Jordan Peterson is attempting to develop a kind of Rate My Professor-style website, but it lists the political ideologies of the professors so that you can avoid the nutcases. This needs to be done, but a lot more also needs to be done. A tuition diversion plan for all of Americas universities should be a key part of any Republican campaign platform.

But we need to get back to talking about Reactionary Future.

1. It cannot be shown that there is anything called secure power, unless the people in a democracy are considered a secure power. If the people are not a secure sovereign in a democracy, then nothing is.
2. If the people are considered a secure sovereign, then there is no reason to overthrow them, and strengthening democracy is a better approach.
3. If the people are not a secure sovereign, then the standard of sovereignty is so high as to make a secure monarch impossible.
4. There is no proven correlation between security of power, and good behavior, unless you consider the people in a democracy with real elections to be a secure power.
5. Therefore there is no reason to reject rather than strengthen democracy.
6. Claiming all three of the following is true is totally self-refuting; that monarchy is preferred, that secure power is possible under monarchy using the same standard to judge democracy, and that it does not exist in a democracy according to that standard.
7. The thesis of Reactionary Future, (that a ruler only becomes a tyrant when they do not have enough power), is unfalsifiable, and contradicts plain observation.


  1. Chechna, which is fairly unrepresentative of Russia, has fake elections; Russia proper does not (it just has a popular government).
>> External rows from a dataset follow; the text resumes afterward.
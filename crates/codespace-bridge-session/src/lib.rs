//! Async terminal sessions on the remote target.
//!
//! Provides:
//! - `SessionManager` - Start, drive, read, stop and list tmux sessions
//! - Input mini-language for control keys (`{enter}`, `{up}`, ...)
//! - Local session registry with its state machine

pub mod input;
pub mod manager;
pub mod registry;

pub use input::{ControlKey, InputSegment, parse_input};
pub use manager::{SESSION_PREFIX, SessionError, SessionInfo, SessionManager};
pub use registry::{SessionRecord, SessionState};
use codespace_bridge_executor::ExecutorError;
use codespace_bridge_session::SessionError;
use thiserror::Error;

/// Error returned by a tool; always reported to the caller as a tool result
/// with `isError: true`.
#[derive(Debug, Error)]
pub enum ToolError {
    #[error("Malformed request: {0}")]
    MalformedRequest(String),
    #[error("Unknown tool: {0}")]
    UnknownTool(String),
    #[error(transparent)]
    Executor(#[from] ExecutorError),
    #[error(transparent)]
    Session(#[from] SessionError),
}
//! Typed tool arguments, validated before anything touches the target.

use serde::{Deserialize, de::DeserializeOwned};
use serde_json::Value;

use crate::ToolError;

/// Longest wait a caller may ask for before a read.
pub const MAX_DELAY_SECS: u64 = 60;

/// Deserialize tool arguments. Missing arguments count as `{}`.
///
/// # Errors
/// Returns `MalformedRequest` describing the first problem found.
pub fn parse<T: DeserializeOwned>(args: Value) -> Result<T, ToolError> {
    let args = if args.is_null() { Value::Object(serde_json::Map::new()) } else { args };
    serde_json::from_value(args).map_err(|e| ToolError::MalformedRequest(e.to_string()))
}

fn check_delay(delay: Option<u64>) -> Result<Option<u64>, ToolError> {
    match delay {
        Some(d) if d > MAX_DELAY_SECS => Err(ToolError::MalformedRequest(format!(
            "delay must be between 0 and {MAX_DELAY_SECS} seconds, got {d}"
        ))),
        other => Ok(other),
    }
}

#[derive(Debug, Deserialize)]
pub struct ViewRequest {
    pub path: String,
    pub view_range: Option<(i64, i64)>,
}

#[derive(Debug, Deserialize)]
pub struct EditRequest {
    pub path: String,
    pub old_str: String,
    pub new_str: String,
}

#[derive(Debug, Deserialize)]
pub struct CreateRequest {
    pub path: String,
    pub file_text: String,
}

#[derive(Debug, Clone, Copy, Default, PartialEq, Eq, Deserialize)]
#[serde(rename_all = "lowercase")]
pub enum BashMode {
    #[default]
    Sync,
    Async,
}

#[derive(Debug, Deserialize)]
pub struct BashRequest {
    pub command: String,
    pub description: Option<String>,
    #[serde(default)]
    pub mode: BashMode,
    #[serde(rename = "shellId")]
    pub shell_id: Option<String>,
    /// Seconds.
    pub timeout: Option<u64>,
}

impl BashRequest {
    /// # Errors
    /// Returns `MalformedRequest` for a zero timeout.
    pub fn validated(self) -> Result<Self, ToolError> {
        if self.timeout == Some(0) {
            return Err(ToolError::MalformedRequest(
                "timeout must be at least 1 second".to_string(),
            ));
        }
        Ok(self)
    }
}

#[derive(Debug, Deserialize)]
pub struct GrepRequest {
    pub pattern: String,
    pub path: Option<String>,
    pub glob: Option<String>,
}

#[derive(Debug, Deserialize)]
pub struct GlobRequest {
    pub pattern: String,
    pub path: Option<String>,
}

#[derive(Debug, Deserialize)]
pub struct WriteBashRequest {
    #[serde(rename = "shellId")]
    pub shell_id: String,
    pub input: Option<String>,
    pub delay: Option<u64>,
}

impl WriteBashRequest {
    /// # Errors
    /// Returns `MalformedRequest` for an out-of-range delay.
    pub fn validated(self) -> Result<Self, ToolError> {
        check_delay(self.delay)?;
        Ok(self)
    }
}

#[derive(Debug, Deserialize)]
pub struct ReadBashRequest {
    #[serde(rename = "shellId")]
    pub shell_id: String,
    pub delay: Option<u64>,
}

impl ReadBashRequest {
    /// # Errors
    /// Returns `MalformedRequest` for an out-of-range delay.
    pub fn validated(self) -> Result<Self, ToolError> {
        check_delay(self.delay)?;
        Ok(self)
    }
}

#[derive(Debug, Deserialize)]
pub struct StopBashRequest {
    #[serde(rename = "shellId")]
    pub shell_id: String,
}

#[derive(Debug, Deserialize)]
pub struct ListBashRequest {}

#[cfg(test)]
mod tests {
    use serde_json::json;

    use super::*;

    #[test]
    fn test_bash_defaults() {
        let req: BashRequest = parse(json!({"command": "ls", "description": "list"})).unwrap();
        assert_eq!(req.mode, BashMode::Sync);
        assert!(req.shell_id.is_none());

        let req: BashRequest = parse(json!({"command": "top", "mode": "async", "shellId": "mon"})).unwrap();
        assert_eq!(req.mode, BashMode::Async);
        assert_eq!(req.shell_id.as_deref(), Some("mon"));
    }

    #[test]
    fn test_malformed_arguments() {
        assert!(matches!(parse::<EditRequest>(json!({"path": "a"})), Err(ToolError::MalformedRequest(_))));
        assert!(matches!(
            parse::<BashRequest>(json!({"command": "ls", "mode": "later"})),
            Err(ToolError::MalformedRequest(_))
        ));
        assert!(matches!(
            parse::<ViewRequest>(json!({"path": "a", "view_range": [1]})),
            Err(ToolError::MalformedRequest(_))
        ));
        assert!(matches!(parse::<ViewRequest>(json!("a.txt")), Err(ToolError::MalformedRequest(_))));
    }

    #[test]
    fn test_view_range_pair() {
        let req: ViewRequest = parse(json!({"path": "a", "view_range": [3, -1]})).unwrap();
        assert_eq!(req.view_range, Some((3, -1)));
    }

    #[test]
    fn test_delay_bounds() {
        let req: ReadBashRequest = parse(json!({"shellId": "x", "delay": 60})).unwrap();
        assert!(req.validated().is_ok());

        let req: WriteBashRequest = parse(json!({"shellId": "x", "delay": 61})).unwrap();
        assert!(matches!(req.validated(), Err(ToolError::MalformedRequest(_))));

        assert!(parse::<ReadBashRequest>(json!({"shellId": "x", "delay": -1})).is_err());
    }

    #[test]
    fn test_timeout_must_be_positive() {
        let req: BashRequest = parse(json!({"command": "ls", "timeout": 0})).unwrap();
        assert!(matches!(req.validated(), Err(ToolError::MalformedRequest(_))));

        let req: BashRequest = parse(json!({"command": "ls", "timeout": 1})).unwrap();
        assert_eq!(req.validated().unwrap().timeout, Some(1));
    }

    #[test]
    fn test_missing_arguments_are_empty_object() {
        assert!(parse::<ListBashRequest>(Value::Null).is_ok());
        assert!(parse::<StopBashRequest>(Value::Null).is_err());
    }
}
Singapore also has uncompetitive elections with a popular government, and it works fine.

    I agree; a secure ruler is not necessarily an accountable or responsible one. Were Kim Jong-Un actually given permanently secure power, he'd still run the country poorly. RF's thesis sounds like a bizarre version of the Coase Theorem.

  2. We will write a response shortly on our blog. The claim that "a ruler only becomes a tyrant when they do have enough power" is not RF's thesis but our own. In fact, we got this formula from a critic of Moldbug who imputes it to him.